> [Brief] Say the number of lines in the records below that hold the word "TokenService", and only that number.

> [Given data]
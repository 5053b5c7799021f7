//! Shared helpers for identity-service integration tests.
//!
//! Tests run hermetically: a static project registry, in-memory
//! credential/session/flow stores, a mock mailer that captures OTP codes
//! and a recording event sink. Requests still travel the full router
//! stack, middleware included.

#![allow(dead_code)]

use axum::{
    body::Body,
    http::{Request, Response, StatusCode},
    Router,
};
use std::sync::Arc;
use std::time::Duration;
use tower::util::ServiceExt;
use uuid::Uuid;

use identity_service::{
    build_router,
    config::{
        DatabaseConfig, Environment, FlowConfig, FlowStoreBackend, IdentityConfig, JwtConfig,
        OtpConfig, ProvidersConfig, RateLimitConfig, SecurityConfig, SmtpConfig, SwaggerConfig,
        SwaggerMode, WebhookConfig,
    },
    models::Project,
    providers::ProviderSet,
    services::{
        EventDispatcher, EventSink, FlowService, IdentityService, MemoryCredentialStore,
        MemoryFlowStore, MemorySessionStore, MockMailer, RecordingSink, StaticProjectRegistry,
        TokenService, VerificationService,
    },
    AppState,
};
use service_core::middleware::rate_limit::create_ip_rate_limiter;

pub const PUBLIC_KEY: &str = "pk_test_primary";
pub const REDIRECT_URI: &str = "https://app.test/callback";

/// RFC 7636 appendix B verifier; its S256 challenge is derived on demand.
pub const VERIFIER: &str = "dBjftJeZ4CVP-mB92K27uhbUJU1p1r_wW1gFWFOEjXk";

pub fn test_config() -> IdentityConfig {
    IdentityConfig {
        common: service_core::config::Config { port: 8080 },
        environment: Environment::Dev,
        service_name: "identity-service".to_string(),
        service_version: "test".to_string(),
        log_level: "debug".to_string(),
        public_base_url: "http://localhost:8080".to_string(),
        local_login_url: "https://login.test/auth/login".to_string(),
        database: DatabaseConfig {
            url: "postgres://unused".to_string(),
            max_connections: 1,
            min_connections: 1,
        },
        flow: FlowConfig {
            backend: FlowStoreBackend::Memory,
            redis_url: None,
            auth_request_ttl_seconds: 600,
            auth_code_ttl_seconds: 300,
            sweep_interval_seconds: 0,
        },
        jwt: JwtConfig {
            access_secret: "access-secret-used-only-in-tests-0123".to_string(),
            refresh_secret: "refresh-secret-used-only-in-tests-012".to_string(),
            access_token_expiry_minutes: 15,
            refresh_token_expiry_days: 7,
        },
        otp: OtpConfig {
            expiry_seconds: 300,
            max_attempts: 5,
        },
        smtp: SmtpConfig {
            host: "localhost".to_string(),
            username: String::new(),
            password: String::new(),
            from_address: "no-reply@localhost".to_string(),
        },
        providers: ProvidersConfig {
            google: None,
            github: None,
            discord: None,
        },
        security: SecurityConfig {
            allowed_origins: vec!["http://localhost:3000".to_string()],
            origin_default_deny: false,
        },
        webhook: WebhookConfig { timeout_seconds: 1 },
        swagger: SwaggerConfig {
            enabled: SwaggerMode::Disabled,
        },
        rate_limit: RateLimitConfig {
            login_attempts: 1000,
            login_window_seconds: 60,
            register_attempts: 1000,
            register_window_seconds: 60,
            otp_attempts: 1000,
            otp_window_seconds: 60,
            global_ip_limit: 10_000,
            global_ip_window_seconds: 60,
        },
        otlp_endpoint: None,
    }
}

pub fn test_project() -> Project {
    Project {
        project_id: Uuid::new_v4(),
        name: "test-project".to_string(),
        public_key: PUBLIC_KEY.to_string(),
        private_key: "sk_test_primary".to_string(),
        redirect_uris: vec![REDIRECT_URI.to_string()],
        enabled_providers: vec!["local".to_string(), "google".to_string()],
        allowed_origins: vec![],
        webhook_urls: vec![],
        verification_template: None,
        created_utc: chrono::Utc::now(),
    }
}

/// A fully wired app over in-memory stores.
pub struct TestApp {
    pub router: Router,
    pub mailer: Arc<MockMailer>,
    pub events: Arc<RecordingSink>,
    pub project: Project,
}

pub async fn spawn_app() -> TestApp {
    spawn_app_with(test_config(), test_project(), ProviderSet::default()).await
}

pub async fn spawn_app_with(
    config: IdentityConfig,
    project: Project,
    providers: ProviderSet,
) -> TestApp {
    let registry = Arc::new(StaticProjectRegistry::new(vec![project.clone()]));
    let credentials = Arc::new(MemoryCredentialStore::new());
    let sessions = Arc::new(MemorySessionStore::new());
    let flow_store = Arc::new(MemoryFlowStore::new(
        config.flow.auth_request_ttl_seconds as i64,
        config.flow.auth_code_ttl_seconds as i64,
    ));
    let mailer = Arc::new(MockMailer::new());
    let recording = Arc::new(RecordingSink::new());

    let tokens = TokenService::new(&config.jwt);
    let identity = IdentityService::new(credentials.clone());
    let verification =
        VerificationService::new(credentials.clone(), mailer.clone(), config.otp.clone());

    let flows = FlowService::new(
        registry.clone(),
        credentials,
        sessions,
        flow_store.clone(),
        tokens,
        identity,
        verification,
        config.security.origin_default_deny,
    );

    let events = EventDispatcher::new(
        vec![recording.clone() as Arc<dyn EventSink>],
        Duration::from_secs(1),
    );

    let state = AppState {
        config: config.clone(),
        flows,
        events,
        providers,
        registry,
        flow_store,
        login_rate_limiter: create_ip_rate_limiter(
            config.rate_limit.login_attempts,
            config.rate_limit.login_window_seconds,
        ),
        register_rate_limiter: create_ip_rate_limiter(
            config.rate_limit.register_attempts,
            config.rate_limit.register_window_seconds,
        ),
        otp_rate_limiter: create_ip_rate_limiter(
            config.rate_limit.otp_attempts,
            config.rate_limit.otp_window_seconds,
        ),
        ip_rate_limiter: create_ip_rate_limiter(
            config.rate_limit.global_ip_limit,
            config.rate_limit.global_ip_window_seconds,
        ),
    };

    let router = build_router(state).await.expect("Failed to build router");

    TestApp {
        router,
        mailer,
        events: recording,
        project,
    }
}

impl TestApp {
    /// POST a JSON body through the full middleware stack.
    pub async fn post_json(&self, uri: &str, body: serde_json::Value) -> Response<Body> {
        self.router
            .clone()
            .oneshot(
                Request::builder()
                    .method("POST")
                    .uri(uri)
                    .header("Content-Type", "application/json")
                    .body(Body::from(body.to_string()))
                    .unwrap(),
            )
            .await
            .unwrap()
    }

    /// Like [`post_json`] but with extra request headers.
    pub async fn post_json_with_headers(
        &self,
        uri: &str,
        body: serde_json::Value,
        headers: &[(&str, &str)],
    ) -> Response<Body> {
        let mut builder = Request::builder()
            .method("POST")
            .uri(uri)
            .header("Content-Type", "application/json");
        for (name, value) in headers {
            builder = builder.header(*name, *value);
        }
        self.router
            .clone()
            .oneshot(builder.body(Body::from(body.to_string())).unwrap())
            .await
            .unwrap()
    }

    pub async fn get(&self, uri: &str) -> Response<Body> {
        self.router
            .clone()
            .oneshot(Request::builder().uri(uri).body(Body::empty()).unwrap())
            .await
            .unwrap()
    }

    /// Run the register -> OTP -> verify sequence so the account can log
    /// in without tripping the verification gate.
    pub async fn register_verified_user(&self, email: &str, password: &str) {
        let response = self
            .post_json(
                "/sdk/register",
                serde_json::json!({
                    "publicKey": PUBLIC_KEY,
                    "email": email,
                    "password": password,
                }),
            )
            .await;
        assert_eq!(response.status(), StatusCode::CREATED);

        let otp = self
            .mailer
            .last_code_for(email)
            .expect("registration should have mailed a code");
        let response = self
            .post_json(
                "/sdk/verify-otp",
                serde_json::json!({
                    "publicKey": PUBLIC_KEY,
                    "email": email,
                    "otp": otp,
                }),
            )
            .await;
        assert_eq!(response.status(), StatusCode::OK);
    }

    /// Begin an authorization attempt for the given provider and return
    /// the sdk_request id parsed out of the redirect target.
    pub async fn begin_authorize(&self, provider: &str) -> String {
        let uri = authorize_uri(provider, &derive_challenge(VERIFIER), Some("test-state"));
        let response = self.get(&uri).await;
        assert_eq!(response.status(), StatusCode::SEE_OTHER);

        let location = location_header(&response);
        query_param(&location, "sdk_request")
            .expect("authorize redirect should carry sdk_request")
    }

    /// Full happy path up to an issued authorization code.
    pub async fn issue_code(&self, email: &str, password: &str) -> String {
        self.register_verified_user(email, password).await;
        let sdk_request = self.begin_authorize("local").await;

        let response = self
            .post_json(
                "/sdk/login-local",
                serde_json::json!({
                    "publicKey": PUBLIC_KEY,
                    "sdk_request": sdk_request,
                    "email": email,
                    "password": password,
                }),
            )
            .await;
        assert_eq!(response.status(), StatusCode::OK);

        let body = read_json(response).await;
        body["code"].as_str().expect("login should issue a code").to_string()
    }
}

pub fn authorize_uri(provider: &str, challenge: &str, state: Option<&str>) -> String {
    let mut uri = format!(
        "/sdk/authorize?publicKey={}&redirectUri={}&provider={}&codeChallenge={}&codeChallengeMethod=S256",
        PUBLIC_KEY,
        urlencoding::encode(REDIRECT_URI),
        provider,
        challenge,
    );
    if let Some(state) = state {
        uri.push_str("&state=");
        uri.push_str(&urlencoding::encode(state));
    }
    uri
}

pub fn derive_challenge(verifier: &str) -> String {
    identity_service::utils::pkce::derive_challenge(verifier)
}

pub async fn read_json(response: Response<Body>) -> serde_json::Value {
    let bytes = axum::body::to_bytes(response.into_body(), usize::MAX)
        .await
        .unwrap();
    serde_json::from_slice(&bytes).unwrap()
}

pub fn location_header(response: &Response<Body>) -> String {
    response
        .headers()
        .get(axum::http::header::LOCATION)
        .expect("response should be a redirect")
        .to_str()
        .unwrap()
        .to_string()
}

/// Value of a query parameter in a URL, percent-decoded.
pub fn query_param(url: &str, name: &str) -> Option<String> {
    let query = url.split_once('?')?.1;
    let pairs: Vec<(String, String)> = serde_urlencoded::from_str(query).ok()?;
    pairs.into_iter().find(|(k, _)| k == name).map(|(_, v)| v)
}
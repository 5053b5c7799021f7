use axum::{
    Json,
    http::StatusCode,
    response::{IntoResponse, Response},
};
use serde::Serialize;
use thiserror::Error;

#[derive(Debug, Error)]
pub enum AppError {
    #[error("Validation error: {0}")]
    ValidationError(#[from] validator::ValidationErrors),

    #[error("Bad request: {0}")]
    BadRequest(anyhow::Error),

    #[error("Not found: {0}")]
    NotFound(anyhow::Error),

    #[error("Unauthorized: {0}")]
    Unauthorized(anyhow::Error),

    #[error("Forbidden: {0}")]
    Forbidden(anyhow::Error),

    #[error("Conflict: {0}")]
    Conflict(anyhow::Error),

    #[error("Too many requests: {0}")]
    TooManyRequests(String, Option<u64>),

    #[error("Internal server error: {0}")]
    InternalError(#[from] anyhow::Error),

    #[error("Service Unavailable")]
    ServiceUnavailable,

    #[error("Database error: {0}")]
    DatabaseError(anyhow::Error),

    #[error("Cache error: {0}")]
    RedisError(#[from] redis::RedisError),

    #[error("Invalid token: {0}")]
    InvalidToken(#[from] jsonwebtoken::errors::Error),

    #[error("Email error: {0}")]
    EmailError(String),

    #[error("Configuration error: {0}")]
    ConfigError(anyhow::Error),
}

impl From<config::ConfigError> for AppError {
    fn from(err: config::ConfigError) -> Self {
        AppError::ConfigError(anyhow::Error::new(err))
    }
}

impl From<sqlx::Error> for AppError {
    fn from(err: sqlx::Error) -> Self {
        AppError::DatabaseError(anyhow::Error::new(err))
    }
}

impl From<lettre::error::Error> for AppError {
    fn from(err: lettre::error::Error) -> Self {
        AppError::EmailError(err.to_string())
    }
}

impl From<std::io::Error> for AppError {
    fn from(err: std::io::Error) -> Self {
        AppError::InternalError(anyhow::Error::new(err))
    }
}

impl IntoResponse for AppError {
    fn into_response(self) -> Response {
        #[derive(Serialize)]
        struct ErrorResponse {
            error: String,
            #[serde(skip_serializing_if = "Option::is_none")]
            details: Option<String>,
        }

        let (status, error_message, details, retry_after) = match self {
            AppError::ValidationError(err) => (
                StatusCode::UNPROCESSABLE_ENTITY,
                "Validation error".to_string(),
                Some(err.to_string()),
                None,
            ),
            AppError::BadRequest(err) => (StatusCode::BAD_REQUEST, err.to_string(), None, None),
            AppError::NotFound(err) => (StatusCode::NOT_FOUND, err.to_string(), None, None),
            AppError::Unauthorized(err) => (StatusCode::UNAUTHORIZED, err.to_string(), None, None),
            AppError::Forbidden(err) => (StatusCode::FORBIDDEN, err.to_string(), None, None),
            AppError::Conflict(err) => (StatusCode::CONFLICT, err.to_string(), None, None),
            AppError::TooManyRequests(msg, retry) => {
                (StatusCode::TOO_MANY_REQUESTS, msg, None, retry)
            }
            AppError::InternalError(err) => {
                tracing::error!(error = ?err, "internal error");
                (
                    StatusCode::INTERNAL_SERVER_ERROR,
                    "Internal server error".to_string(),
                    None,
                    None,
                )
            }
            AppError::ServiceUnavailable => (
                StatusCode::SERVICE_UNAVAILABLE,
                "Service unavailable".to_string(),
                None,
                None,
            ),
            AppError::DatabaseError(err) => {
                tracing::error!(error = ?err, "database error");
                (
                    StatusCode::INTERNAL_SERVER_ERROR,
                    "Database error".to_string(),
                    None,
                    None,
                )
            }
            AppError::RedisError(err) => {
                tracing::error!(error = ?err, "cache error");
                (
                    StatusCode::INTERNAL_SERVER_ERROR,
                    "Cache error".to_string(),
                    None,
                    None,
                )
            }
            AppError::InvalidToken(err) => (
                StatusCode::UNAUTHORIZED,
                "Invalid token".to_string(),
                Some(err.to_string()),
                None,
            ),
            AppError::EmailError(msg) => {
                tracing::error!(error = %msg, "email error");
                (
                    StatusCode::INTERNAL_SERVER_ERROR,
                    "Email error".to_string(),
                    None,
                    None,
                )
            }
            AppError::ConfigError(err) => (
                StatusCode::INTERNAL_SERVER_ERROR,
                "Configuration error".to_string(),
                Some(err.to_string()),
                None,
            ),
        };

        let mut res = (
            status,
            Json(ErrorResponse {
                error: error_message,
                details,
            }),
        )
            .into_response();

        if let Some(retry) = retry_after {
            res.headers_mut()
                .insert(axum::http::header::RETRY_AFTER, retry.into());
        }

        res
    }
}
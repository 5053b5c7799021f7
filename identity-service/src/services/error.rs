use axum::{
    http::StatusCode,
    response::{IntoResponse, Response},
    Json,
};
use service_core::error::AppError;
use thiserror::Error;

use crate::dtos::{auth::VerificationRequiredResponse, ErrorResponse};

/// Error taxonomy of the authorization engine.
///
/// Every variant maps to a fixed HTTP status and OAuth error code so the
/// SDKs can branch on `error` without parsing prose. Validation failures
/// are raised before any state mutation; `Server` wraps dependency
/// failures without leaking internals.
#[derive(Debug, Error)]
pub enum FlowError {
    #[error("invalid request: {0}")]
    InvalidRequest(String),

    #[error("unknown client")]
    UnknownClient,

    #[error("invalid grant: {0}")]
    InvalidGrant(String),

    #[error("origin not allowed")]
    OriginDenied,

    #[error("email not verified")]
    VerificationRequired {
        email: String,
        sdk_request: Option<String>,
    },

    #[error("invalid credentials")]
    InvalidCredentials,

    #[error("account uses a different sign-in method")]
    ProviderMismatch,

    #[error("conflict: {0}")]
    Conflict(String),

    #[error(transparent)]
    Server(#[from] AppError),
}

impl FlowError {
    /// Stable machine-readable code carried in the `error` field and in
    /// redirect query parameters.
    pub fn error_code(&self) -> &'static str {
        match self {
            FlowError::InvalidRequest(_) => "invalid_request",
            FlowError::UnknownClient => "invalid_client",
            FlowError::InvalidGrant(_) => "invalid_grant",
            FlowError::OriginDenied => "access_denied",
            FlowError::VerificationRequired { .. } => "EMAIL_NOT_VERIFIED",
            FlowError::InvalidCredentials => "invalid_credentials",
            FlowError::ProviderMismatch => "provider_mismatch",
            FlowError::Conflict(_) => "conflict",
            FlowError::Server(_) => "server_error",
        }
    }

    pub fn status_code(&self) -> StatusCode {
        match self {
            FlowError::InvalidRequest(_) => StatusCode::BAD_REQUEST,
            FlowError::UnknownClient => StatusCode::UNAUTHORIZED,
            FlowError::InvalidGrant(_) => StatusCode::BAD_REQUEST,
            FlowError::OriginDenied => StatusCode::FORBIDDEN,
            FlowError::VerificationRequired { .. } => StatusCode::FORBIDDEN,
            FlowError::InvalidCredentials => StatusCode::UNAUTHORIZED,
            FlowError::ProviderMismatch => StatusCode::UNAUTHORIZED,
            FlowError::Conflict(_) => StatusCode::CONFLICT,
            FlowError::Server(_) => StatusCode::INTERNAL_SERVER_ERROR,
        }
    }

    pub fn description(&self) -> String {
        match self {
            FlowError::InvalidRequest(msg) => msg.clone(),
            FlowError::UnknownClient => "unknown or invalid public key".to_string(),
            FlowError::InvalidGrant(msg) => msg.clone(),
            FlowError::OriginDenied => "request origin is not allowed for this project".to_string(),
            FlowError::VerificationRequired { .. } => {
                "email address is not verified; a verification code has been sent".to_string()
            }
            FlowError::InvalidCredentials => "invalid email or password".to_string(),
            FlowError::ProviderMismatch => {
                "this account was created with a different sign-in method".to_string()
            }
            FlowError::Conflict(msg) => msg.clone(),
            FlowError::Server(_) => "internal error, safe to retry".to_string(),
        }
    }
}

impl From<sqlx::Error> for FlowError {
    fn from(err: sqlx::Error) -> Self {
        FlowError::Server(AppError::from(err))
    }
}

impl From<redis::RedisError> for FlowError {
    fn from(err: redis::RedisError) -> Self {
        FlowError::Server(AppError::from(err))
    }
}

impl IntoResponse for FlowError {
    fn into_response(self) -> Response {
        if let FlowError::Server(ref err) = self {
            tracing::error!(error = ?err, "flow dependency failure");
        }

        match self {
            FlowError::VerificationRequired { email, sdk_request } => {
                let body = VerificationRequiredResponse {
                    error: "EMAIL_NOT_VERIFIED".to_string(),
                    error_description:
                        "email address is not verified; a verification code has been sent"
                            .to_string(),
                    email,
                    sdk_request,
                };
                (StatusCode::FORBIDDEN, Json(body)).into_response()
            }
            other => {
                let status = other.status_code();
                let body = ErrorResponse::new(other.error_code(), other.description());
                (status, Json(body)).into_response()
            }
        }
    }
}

> [Exercise result] 2